I finally went home and waited for Alec.  The restaurant he worked at had stayed open all day.  Neither of us used cell phones at the time and when he came in, I wanted to know what he knew.
"We listened on the radio.  They attacked the World Trade Center."
"Alec, the towers are gone....they collapsed."
A look of shock crossed his face.
"Have you considered calling your family?"

Two days later, we "celebrated" our fifth anniversary.  As we sat outside at a normally busy restaurant, the silence induced by the lack of planes in the sky seemed deafening.  My back hurt from sitting without moving in front of the television for days.

One afternoon in the days following the attacks, I stood in the street with several other people, staring at the sky.  Low flying Blackhawk helicopters flew lowly over the neighborhood.
"I think it's a presence, a show of force to make us feel protected...." one guy said skeptically.
"Those bombs hanging off of the bottom of the thing don't make me feel so protected."  another responded.
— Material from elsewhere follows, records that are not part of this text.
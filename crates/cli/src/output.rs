//! Output formatting for CLI errors

use anyhow::Error;
use colored::*;
use serde_json::json;

use crate::error::CliError;

/// Print error in JSON format
pub fn print_error_json(error: &Error) {
    let error_json = json!({
        "success": false,
        "error": {
            "message": error.to_string(),
            "type": error_type_name(error),
        }
    });
    match serde_json::to_string_pretty(&error_json) {
        Ok(s) => println!("{s}"),
        Err(e) => eprintln!("Failed to format error as JSON: {e}"),
    }
}

/// Print error in human-readable format
pub fn print_error_human(error: &Error) {
    eprintln!("{} {}", "Error:".red().bold(), error);

    let mut source = error.source();
    while let Some(err) = source {
        eprintln!("  {} {}", "Caused by:".yellow(), err);
        source = err.source();
    }
}

fn error_type_name(error: &Error) -> &'static str {
    match error.downcast_ref::<CliError>() {
        Some(CliError::KernelRefused(_)) => "KernelRefused",
        Some(CliError::InvalidConfiguration(_)) => "InvalidConfiguration",
        Some(CliError::ConfigExists(_)) => "ConfigExists",
        Some(CliError::IoError(_)) => "IoError",
        Some(CliError::JsonError(_)) => "JsonError",
        None => "Unknown",
    }
}
//! GUID derivation.
//!
//! A device's GUID is the name-based (SHA-1, v5) UUID of its instance id
//! in the DNS namespace, so the same vendor/model/topology always maps to
//! the same GUID.

use uuid::Uuid;

/// Build an instance id from the subsystem prefix, vendor, model and bus topology.
pub fn instance_id(prefix: &str, vendor: &str, model: &str, topology: &str) -> String {
    format!("{prefix}\\VEN_{vendor}&DEV_{model}&TOPO_{topology}")
}

/// Derive the GUID for an instance id.
pub fn instance_id_to_guid(instance_id: &str) -> Uuid {
    Uuid::new_v5(&Uuid::NAMESPACE_DNS, instance_id.as_bytes())
}
//! Causes of a failed firmware write.
//!
//! Device families report why a write failed through [`FirmwareFault`].
//! The update orchestrator wraps it in [`crate::DeviceError::Write`]
//! without reinterpreting it.

use crate::common::ErrorSeverity;

/// Why a firmware write did not complete.
#[derive(Debug, Clone, PartialEq, Eq, thiserror::Error)]
pub enum FirmwareFault {
    /// The image could not be parsed or is truncated.
    #[error("corrupt firmware image: {0}")]
    CorruptImage(String),

    /// The device rejected the image after transfer.
    #[error("firmware verification failed: {0}")]
    VerificationFailed(String),

    /// The bus transaction failed mid-write.
    #[error("transport error: {0}")]
    Transport(String),

    /// The image is valid but not for this hardware.
    #[error("unsupported firmware: {0}")]
    Unsupported(String),
}

impl FirmwareFault {
    /// Get the error severity.
    pub fn severity(&self) -> ErrorSeverity {
        match self {
            FirmwareFault::CorruptImage(_) | FirmwareFault::Unsupported(_) => ErrorSeverity::Error,
            FirmwareFault::VerificationFailed(_) | FirmwareFault::Transport(_) => {
                ErrorSeverity::Critical
            }
        }
    }

    /// Whether the device may have been left with a partially written image.
    pub fn may_have_modified_device(&self) -> bool {
        matches!(
            self,
            FirmwareFault::VerificationFailed(_) | FirmwareFault::Transport(_)
        )
    }
}
//! Error taxonomy for fwlink plugins
//!
//! The error system follows the way a plugin reacts to each failure:
//!
//! - [`device`]: access, probe, rescan and firmware-write failures on a
//!   single controller. Probe and rescan failures mean "no hardware
//!   responded" and are swallowed at the registry boundary.
//! - [`firmware`]: the underlying cause of a failed firmware write, carried
//!   unchanged as the `source` of [`DeviceError::Write`].
//! - [`kernel`]: refusals from the kernel safety gate, fatal to plugin
//!   startup only.
//! - [`common`]: the umbrella [`FwlinkError`] plus category and severity
//!   classification.
//!
//! # Example
//!
//! ```
//! use fwlink_errors::prelude::*;
//!
//! fn open(id: &str, locked: bool) -> Result<()> {
//!     if locked {
//!         return Err(DeviceError::access(id, "already locked").into());
//!     }
//!     Ok(())
//! }
//!
//! assert!(open("mst-0", true).is_err());
//! ```

#![deny(unsafe_op_in_unsafe_fn, clippy::unwrap_used)]
#![warn(missing_docs, rust_2018_idioms)]
#![cfg_attr(docsrs, feature(doc_cfg))]

pub mod common;
pub mod device;
pub mod firmware;
pub mod kernel;
pub mod prelude;

pub use common::{ErrorCategory, ErrorSeverity, FwlinkError};
pub use device::DeviceError;
pub use firmware::FirmwareFault;
pub use kernel::KernelPolicyError;

/// A specialized `Result` type for fwlink operations.
pub type Result<T> = std::result::Result<T, FwlinkError>;

/// A specialized `Result` type for operations on a single device.
pub type DeviceResult<T = ()> = std::result::Result<T, DeviceError>;
//! First-Last-Invert-Play.

use glam::Vec2;

use super::lock::{LockToken, TransitionLock};
use super::task::Task;
use super::transition::TransformTransition;
use crate::host::Host;
use crate::item::ItemId;
use crate::layout::tracker::Measurement;
use crate::layout::PositionTracker;
use crate::order::ItemOrder;

/// What one layout cycle decided.
#[derive(Debug, Clone, Default, PartialEq)]
pub struct CycleReport {
    /// No previous snapshot existed; nothing was animated.
    pub first_run: bool,
    /// Items that started a FLIP, with their inverse offset.
    pub animated: Vec<(ItemId, Vec2)>,
    /// Items that moved but were still mid-animation.
    pub skipped_locked: Vec<ItemId>,
    /// Items the host could not measure this cycle.
    pub unmeasured: Vec<ItemId>,
}

impl CycleReport {
    /// Offset chosen for `item`, if it was animated this cycle.
    #[must_use]
    pub fn offset_of(&self, item: &ItemId) -> Option<Vec2> {
        self.animated
            .iter()
            .find(|(animated, _)| animated == item)
            .map(|(_, offset)| *offset)
    }
}

/// Plays FLIP transitions for items that moved between two layouts.
///
/// The engine itself is stateless apart from its transition settings; the
/// snapshot, lock table and drag exclusion are owned by the caller and
/// passed in for each step.
#[derive(Debug, Clone, Copy, Default)]
pub struct FlipEngine {
    transition: TransformTransition,
}

impl FlipEngine {
    /// Engine using `transition` for the play phase.
    #[must_use]
    pub const fn new(transition: TransformTransition) -> Self {
        Self { transition }
    }

    /// Transition used for the play phase.
    #[must_use]
    pub fn transition(&self) -> TransformTransition {
        self.transition
    }

    /// Replace the play-phase transition. In-flight animations keep the
    /// timing they were scheduled with.
    pub fn set_transition(&mut self, transition: TransformTransition) {
        self.transition = transition;
    }

    /// Run one cycle after the host has laid out `order`.
    ///
    /// Every moved item that is neither `dragged` nor locked gets locked and
    /// has a [`Task::Invert`] queued for the next frame. The fresh
    /// measurement always becomes the tracker's current snapshot, whether or
    /// not anything moved.
    pub fn run_cycle<H: Host + ?Sized>(
        &self,
        host: &mut H,
        order: &ItemOrder,
        tracker: &mut PositionTracker,
        locks: &mut TransitionLock,
        dragged: Option<&ItemId>,
    ) -> CycleReport {
        let Measurement {
            snapshot: fresh,
            missing,
        } = PositionTracker::measure(&*host, order.iter());

        let mut report = CycleReport {
            unmeasured: missing,
            ..CycleReport::default()
        };

        if !tracker.has_captured() {
            report.first_run = true;
            tracker.store(fresh);
            return report;
        }

        for item in order {
            if dragged == Some(item) {
                continue;
            }
            let (Some(old), Some(new)) =
                (tracker.current().get(item), fresh.get(item))
            else {
                continue;
            };

            let offset = old.offset_to(new);
            if offset == Vec2::ZERO {
                continue;
            }
            let Some(token) = locks.lock(item) else {
                report.skipped_locked.push(item.clone());
                continue;
            };

            host.request_frame(Task::Invert {
                item: item.clone(),
                offset,
                token,
            });
            report.animated.push((item.clone(), offset));
        }

        log::debug!(
            "flip cycle: {} animated, {} locked, {} unmeasured",
            report.animated.len(),
            report.skipped_locked.len(),
            report.unmeasured.len()
        );
        tracker.store(fresh);
        report
    }

    /// Invert step: pin `item` at its old position, then queue the play
    /// step for the following frame.
    ///
    /// If `item` has since become the dragged item its transform belongs to
    /// the drag, so only the continuation is queued.
    pub fn invert<H: Host + ?Sized>(
        &self,
        host: &mut H,
        item: ItemId,
        offset: Vec2,
        token: LockToken,
        dragged: Option<&ItemId>,
    ) {
        if dragged != Some(&item) {
            host.set_transform(&item, offset, None);
        }
        host.request_frame(Task::Play { item, token });
    }

    /// Play step: release the offset with a timed transition and schedule
    /// the release of `token` for when it completes.
    pub fn play<H: Host + ?Sized>(
        &self,
        host: &mut H,
        item: ItemId,
        token: LockToken,
        dragged: Option<&ItemId>,
    ) {
        if dragged != Some(&item) {
            host.set_transform(&item, Vec2::ZERO, Some(self.transition));
        }
        host.schedule_after(
            self.transition.duration,
            Task::Unlock { item, token },
        );
    }
}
In a matter on months we would be back in New York for another heartbreaking event.  As our plane banked Lower Manhattan, the area where the towers once stood was vacant, save for flood lights and a massive cloud of smoke.  

1 comment:

  1. Andrew called me late morning to see if I knew/tell me what was going on. I called in to work to see what the plan was, but was pretty sure I would be staying overnight to morning. When I got to CNN Center police/Turner security were checking everyone's bags, and I quickly learned that all "non-essential" personnel had been sent home. I was irritated, because if there was a genuine threat/safety concern why was anyone still there? And if there was a threat and I had to be there, I damn well wanted to be on the roof operating the anti-aircraft artillery, not sitting in a cold room swapping out video tapes every 90 minutes. My first encounter with security theater, but unfortunately not my last.